Without total order that’s pretty hard to do. You get into the realms of the usual consensus approach quickly.
(good chat, so keep going)
In total order network folk are allowed to try and doublespend as much as they want and the network blocks it.
So
- Safe for innocent mistakes
- Safe for attempted black hat hackers to keep trying and not suffer any loss in doing so
That’s basically the trade off. Order everything and block doublespend (attempts) where the attempt is not just an attempt any more it’s a full doublespend (world has been ordered to say so) .
Or
Separate attempts from doublespend (force the parent to be checked when the child is trying to spend) and look for folk trying this.
/-> Begin distraction
It’s very much like bitcoin cannot refund and folk said, of irreversible transactions are hell, folk will lose everything, but I don’t see that happening too much. We need to take into account many things. Basically for a buyer (B) and seller (S) then the process goes kinda
IRL →
→ S can I buy X from you B
Then it’s either pay up front or on delivery
S → delivers goods
B → Pays
Now if S does not receive the cash it’s easy to say, hey B you need to prove you paid me and I need to be able to access the funds
or
If B does not receive the goods, it’s mostly the same, you need to prove I have the goods etc.

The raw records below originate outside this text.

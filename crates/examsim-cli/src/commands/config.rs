use clap::Subcommand;
use examsim_core::Config;

#[derive(Subcommand)]
pub enum ConfigAction {
    /// Get a config value
    Get {
        /// Config key (e.g. "timing.question_ticks", "bank.path")
        key: String,
    },
    /// Set a config value
    Set {
        /// Config key
        key: String,
        /// New value (empty clears an optional value)
        value: String,
    },
    /// Show all config values
    Show,
    /// Print the config file location
    Path,
    /// Reset config to defaults
    Reset,
}

pub fn run(action: ConfigAction) -> Result<(), Box<dyn std::error::Error>> {
    match action {
        ConfigAction::Get { key } => {
            let config = Config::load()?;
            match config.get(&key) {
                Some(value) => println!("{value}"),
                None => return Err(format!("unknown key: {key}").into()),
            }
        }
        ConfigAction::Set { key, value } => {
            let mut config = Config::load()?;
            config.set(&key, &value)?;
            config.save()?;
            println!("ok");
        }
        ConfigAction::Show => {
            let config = Config::load()?;
            let json = serde_json::to_string_pretty(&config)?;
            println!("{json}");
        }
        ConfigAction::Path => {
            println!("{}", Config::path()?.display());
        }
        ConfigAction::Reset => {
            let config = Config::default();
            config.save()?;
            println!("config reset to defaults");
        }
    }
    Ok(())
}
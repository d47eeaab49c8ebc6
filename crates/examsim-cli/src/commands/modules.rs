use std::path::PathBuf;

use clap::Args;
use examsim_core::Config;
use serde::Serialize;

#[derive(Args)]
pub struct ModulesArgs {
    /// Question bank file (TOML or JSON)
    #[arg(long)]
    bank: Option<PathBuf>,
    /// Output as JSON
    #[arg(long)]
    json: bool,
}

#[derive(Serialize)]
struct ModuleRow<'a> {
    position: Option<usize>,
    id: &'a str,
    title: &'a str,
    questions: usize,
}

pub fn run(args: ModulesArgs) -> Result<(), Box<dyn std::error::Error>> {
    let config = Config::load_or_default();
    let bank = super::load_bank(args.bank, &config)?;

    let rows: Vec<ModuleRow> = bank
        .modules()
        .iter()
        .map(|m| ModuleRow {
            position: bank.sequence_position(&m.id).map(|p| p + 1),
            id: &m.id,
            title: &m.title,
            questions: m.len(),
        })
        .collect();

    if args.json {
        println!("{}", serde_json::to_string_pretty(&rows)?);
        return Ok(());
    }
    for row in rows {
        let position = row
            .position
            .map_or_else(|| "-".to_string(), |p| p.to_string());
        println!(
            "{position:>2}  {:<16} {:>3} questions  {}",
            row.id, row.questions, row.title
        );
    }
    Ok(())
}
use clap::{Parser, Subcommand};
use tracing_subscriber::EnvFilter;

mod commands;

#[derive(Parser)]
#[command(name = "examsim", version, about = "Timed multi-module exam simulator")]
struct Cli {
    #[command(subcommand)]
    command: Commands,
}

#[derive(Subcommand)]
enum Commands {
    /// List the modules of the question bank
    Modules(commands::modules::ModulesArgs),
    /// Grade a percentage
    Grade {
        /// Score percentage (0-100)
        percentage: u8,
    },
    /// Take the exam interactively
    Play(commands::play::PlayArgs),
    /// Run a JSON intent script and print the resulting events
    Replay(commands::replay::ReplayArgs),
    /// Configuration management
    Config {
        #[command(subcommand)]
        action: commands::config::ConfigAction,
    },
    /// Question bank tools
    Bank {
        #[command(subcommand)]
        action: commands::bank::BankAction,
    },
}

fn main() {
    tracing_subscriber::fmt()
        .with_env_filter(
            EnvFilter::try_from_default_env().unwrap_or_else(|_| EnvFilter::new("warn")),
        )
        .with_writer(std::io::stderr)
        .init();

    let cli = Cli::parse();
    let result = match cli.command {
        Commands::Modules(args) => commands::modules::run(args),
        Commands::Grade { percentage } => commands::grade::run(percentage),
        Commands::Play(args) => commands::play::run(args),
        Commands::Replay(args) => commands::replay::run(args),
        Commands::Config { action } => commands::config::run(action),
        Commands::Bank { action } => commands::bank::run(action),
    };

    if let Err(e) = result {
        eprintln!("error: {e}");
        std::process::exit(1);
    }
}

So anyway in real life the transaction between 2 parties really depends on goods/service ↔ payment and most of that is “out of band” of any crypto currency (you can use smart contracts etc. but it ends up the same thing, payment and delivery need to be provable and it’s out of band or via an oracle (out of band))
/ OK distraction over
So it’s down to innocent users and mistakes, but this is also in the realms of loosing your password/key in a decentralised network (there are options via BLS that will work well). So there is a price for freedom, I suppose.
OK that was more distraction Sorry
Back to SAFE
The approach here is do not require total order so we have a much faster parallelisable network. To do that we split a couple of things and that makes us different form the rest:
Transaction → Parent transaction PLUS Child transaction (a pair)
Finality in blockhains we all understand, but here → When the Child is spent
So we split up the transaction to require the Parent and require the parent is unique. The biggest and worst hack is a doublespend (try and spend the same thing more than once). That is prevented by basically stopping the world (waiting on block height or supermajority of nodes to agree on a ledger) or for Safe we say
- Write the parent tot the network and we check it’s parent is OK
Now the doublespend attacker will try and write 1 Parent with output X to some nodes and the same Parent with output Y to others. He hopes that he can cash out X and Y before anyone notices.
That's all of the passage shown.